The New York Times reports, Ryan Sets Votes on Immigration as Moderates’ Revolt Falls Short:

After frenzied late-night negotiations, Speaker Paul D. Ryan defused a moderate Republican rebellion on Tuesday with a promise to hold high-stakes votes on immigration next week, thrusting the divisive issue onto center stage during a difficult election season for Republicans.

The move by Mr. Ryan, announced late Tuesday by his office, was something of a defeat for the rebellious immigration moderates, who fell two signatures short of the 218 needed to force the House to act this month on bipartisan measures aimed more directly at helping young immigrants brought to the country illegally as children.

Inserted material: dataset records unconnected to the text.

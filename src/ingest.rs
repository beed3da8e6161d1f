//! Vector ingestion
//!
//! `add` runs in three phases:
//!
//! 1. Local validation. Any failure rejects the whole call before a single
//!    backend write.
//! 2. Document lookups. Records whose `document_id` already exists get a
//!    `DuplicateDocument` outcome and are not sent.
//! 3. Chunked writes. The rest is split into `batch_size` chunks sent with at
//!    most `max_concurrent_batches` in flight. A failed chunk fails only its
//!    own records.
//!
//! Outcomes are reported in input order.

use std::collections::HashSet;
use std::sync::Arc;
use std::time::Duration;
use tokio::sync::Semaphore;
use tokio::task::JoinSet;
use tracing::{debug, warn};
use vectorhub_backends::{with_deadline, VectorBackend};
use vectorhub_core::validate::{validate_embedding, validate_metadata};
use vectorhub_core::{
    Collection, IngestReport, RecordOutcome, VectorError, VectorId, VectorRecord, VectorResult,
};

type Outcome = VectorResult<VectorId>;

pub(crate) struct IngestionPipeline {
    backend: Arc<dyn VectorBackend>,
    request_timeout: Duration,
    max_concurrent_batches: usize,
}

impl IngestionPipeline {
    pub(crate) fn new(
        backend: Arc<dyn VectorBackend>,
        request_timeout: Duration,
        max_concurrent_batches: usize,
    ) -> Self {
        IngestionPipeline {
            backend,
            request_timeout,
            max_concurrent_batches: max_concurrent_batches.max(1),
        }
    }

    /// Reject the call if any record is malformed
    fn validate(&self, collection: &Collection, records: &[VectorRecord]) -> VectorResult<()> {
        let mut seen = HashSet::new();
        for (index, record) in records.iter().enumerate() {
            validate_embedding(&record.embedding, collection.dimensions, Some(index))?;
            validate_metadata(&record.metadata)?;
            if let Some(doc) = &record.document_id {
                if !seen.insert(doc.as_str()) {
                    return Err(VectorError::DuplicateDocument {
                        collection: collection.name.clone(),
                        document_id: doc.clone(),
                    });
                }
            }
        }
        Ok(())
    }

    pub(crate) async fn add(
        &self,
        collection: &Collection,
        records: Vec<VectorRecord>,
    ) -> VectorResult<IngestReport> {
        if records.is_empty() {
            return Ok(IngestReport::default());
        }
        self.validate(collection, &records)?;

        let mut outcomes: Vec<Option<Outcome>> = vec![None; records.len()];
        self.mark_existing_documents(collection, &records, &mut outcomes)
            .await;

        let pending: Vec<usize> = (0..records.len())
            .filter(|&i| outcomes[i].is_none())
            .collect();
        self.write_chunks(collection, &records, &pending, &mut outcomes)
            .await;

        let report = IngestReport::new(
            records
                .into_iter()
                .zip(outcomes)
                .enumerate()
                .map(|(index, (record, outcome))| RecordOutcome {
                    index,
                    document_id: record.document_id,
                    result: outcome.unwrap_or_else(|| {
                        Err(VectorError::Internal(
                            "ingestion task ended without a result".to_string(),
                        ))
                    }),
                })
                .collect(),
        );
        debug!(
            collection = %collection.id,
            records = report.len(),
            succeeded = report.succeeded(),
            failed = report.failed(),
            "ingestion finished"
        );
        Ok(report)
    }

    /// Look up every document id; hits and lookup failures become outcomes
    async fn mark_existing_documents(
        &self,
        collection: &Collection,
        records: &[VectorRecord],
        outcomes: &mut [Option<Outcome>],
    ) {
        let semaphore = Arc::new(Semaphore::new(self.max_concurrent_batches));
        let mut lookups = JoinSet::new();

        for (index, record) in records.iter().enumerate() {
            let Some(doc) = record.document_id.clone() else {
                continue;
            };
            let permit = match semaphore.clone().acquire_owned().await {
                Ok(permit) => permit,
                Err(_) => break,
            };
            let backend = self.backend.clone();
            let collection = collection.clone();
            let timeout = self.request_timeout;
            lookups.spawn(async move {
                let _permit = permit;
                let found = with_deadline(
                    "find_document",
                    timeout,
                    backend.find_document(&collection, &doc),
                )
                .await;
                (index, doc, found)
            });
        }

        while let Some(joined) = lookups.join_next().await {
            let (index, doc, found) = match joined {
                Ok(done) => done,
                Err(e) => {
                    warn!(collection = %collection.id, error = %e, "document lookup task failed");
                    continue;
                }
            };
            match found {
                Ok(None) => {}
                Ok(Some(_)) => {
                    outcomes[index] = Some(Err(VectorError::DuplicateDocument {
                        collection: collection.name.clone(),
                        document_id: doc,
                    }));
                }
                Err(e) => outcomes[index] = Some(Err(e)),
            }
        }
    }

    async fn write_chunks(
        &self,
        collection: &Collection,
        records: &[VectorRecord],
        pending: &[usize],
        outcomes: &mut [Option<Outcome>],
    ) {
        if pending.is_empty() {
            return;
        }
        let batch_size = self.backend.batch_size().max(1);
        let semaphore = Arc::new(Semaphore::new(self.max_concurrent_batches));
        let mut chunks = JoinSet::new();

        for (chunk_no, indices) in pending.chunks(batch_size).enumerate() {
            let permit = match semaphore.clone().acquire_owned().await {
                Ok(permit) => permit,
                Err(_) => break,
            };
            let indices = indices.to_vec();
            let chunk: Vec<VectorRecord> = indices.iter().map(|&i| records[i].clone()).collect();
            let backend = self.backend.clone();
            let collection = collection.clone();
            let timeout = self.request_timeout;

            debug!(
                collection = %collection.id,
                chunk = chunk_no,
                records = chunk.len(),
                "dispatching ingestion chunk"
            );
            chunks.spawn(async move {
                let _permit = permit;
                let written = with_deadline(
                    "add_vectors",
                    timeout,
                    backend.add_vectors(&collection, &chunk),
                )
                .await;
                (chunk_no, indices, written)
            });
        }

        while let Some(joined) = chunks.join_next().await {
            // A panicked chunk leaves its outcomes unset; `add` reports them.
            let Ok((chunk_no, indices, written)) = joined else {
                continue;
            };
            let results = match written {
                Ok(results) if results.len() == indices.len() => results,
                Ok(results) => {
                    let e = VectorError::Internal(format!(
                        "backend returned {} results for {} records",
                        results.len(),
                        indices.len()
                    ));
                    vec![Err(e); indices.len()]
                }
                Err(e) => {
                    warn!(
                        collection = %collection.id,
                        chunk = chunk_no,
                        records = indices.len(),
                        error = %e,
                        "ingestion chunk failed"
                    );
                    vec![Err(e); indices.len()]
                }
            };
            for (index, result) in indices.into_iter().zip(results) {
                outcomes[index] = Some(result);
            }
        }
    }

    /// Delete then add; not atomic
    ///
    /// The replacement is validated and the old vector looked up before
    /// anything is deleted. If the add fails after the delete, the old vector
    /// is gone.
    pub(crate) async fn replace(
        &self,
        collection: &Collection,
        old_id: VectorId,
        record: VectorRecord,
    ) -> VectorResult<IngestReport> {
        self.validate(collection, std::slice::from_ref(&record))?;
        let existing = with_deadline(
            "get_vector",
            self.request_timeout,
            self.backend.get_vector(collection, &old_id),
        )
        .await?;
        if existing.is_none() {
            return Err(VectorError::VectorNotFound {
                id: old_id.to_string(),
            });
        }
        self.delete_vectors(collection, &[old_id]).await?;
        self.add(collection, vec![record]).await
    }

    pub(crate) async fn delete_vectors(
        &self,
        collection: &Collection,
        ids: &[VectorId],
    ) -> VectorResult<()> {
        if ids.is_empty() {
            return Ok(());
        }
        with_deadline(
            "delete_vectors",
            self.request_timeout,
            self.backend.delete_vectors(collection, ids),
        )
        .await?;
        debug!(collection = %collection.id, ids = ids.len(), "vectors deleted");
        Ok(())
    }
}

Instead, the House is most likely to vote on one hard-line immigration measure backed by President Trump and conservatives — and another more moderate compromise bill that was still being drafted, according to people familiar with the talks.

Had the rebels secured just two more signatures for their “discharge petition,” they would have also gotten votes on the Dream Act, a stand-alone bill backed by Democrats that includes a path to citizenship for the young undocumented immigrants known as Dreamers, and another bipartisan measure that couples a path to citizenship for Dreamers with beefed-up border security.

Mr. Ryan desperately wanted to avoid bringing those bipartisan measures to the floor.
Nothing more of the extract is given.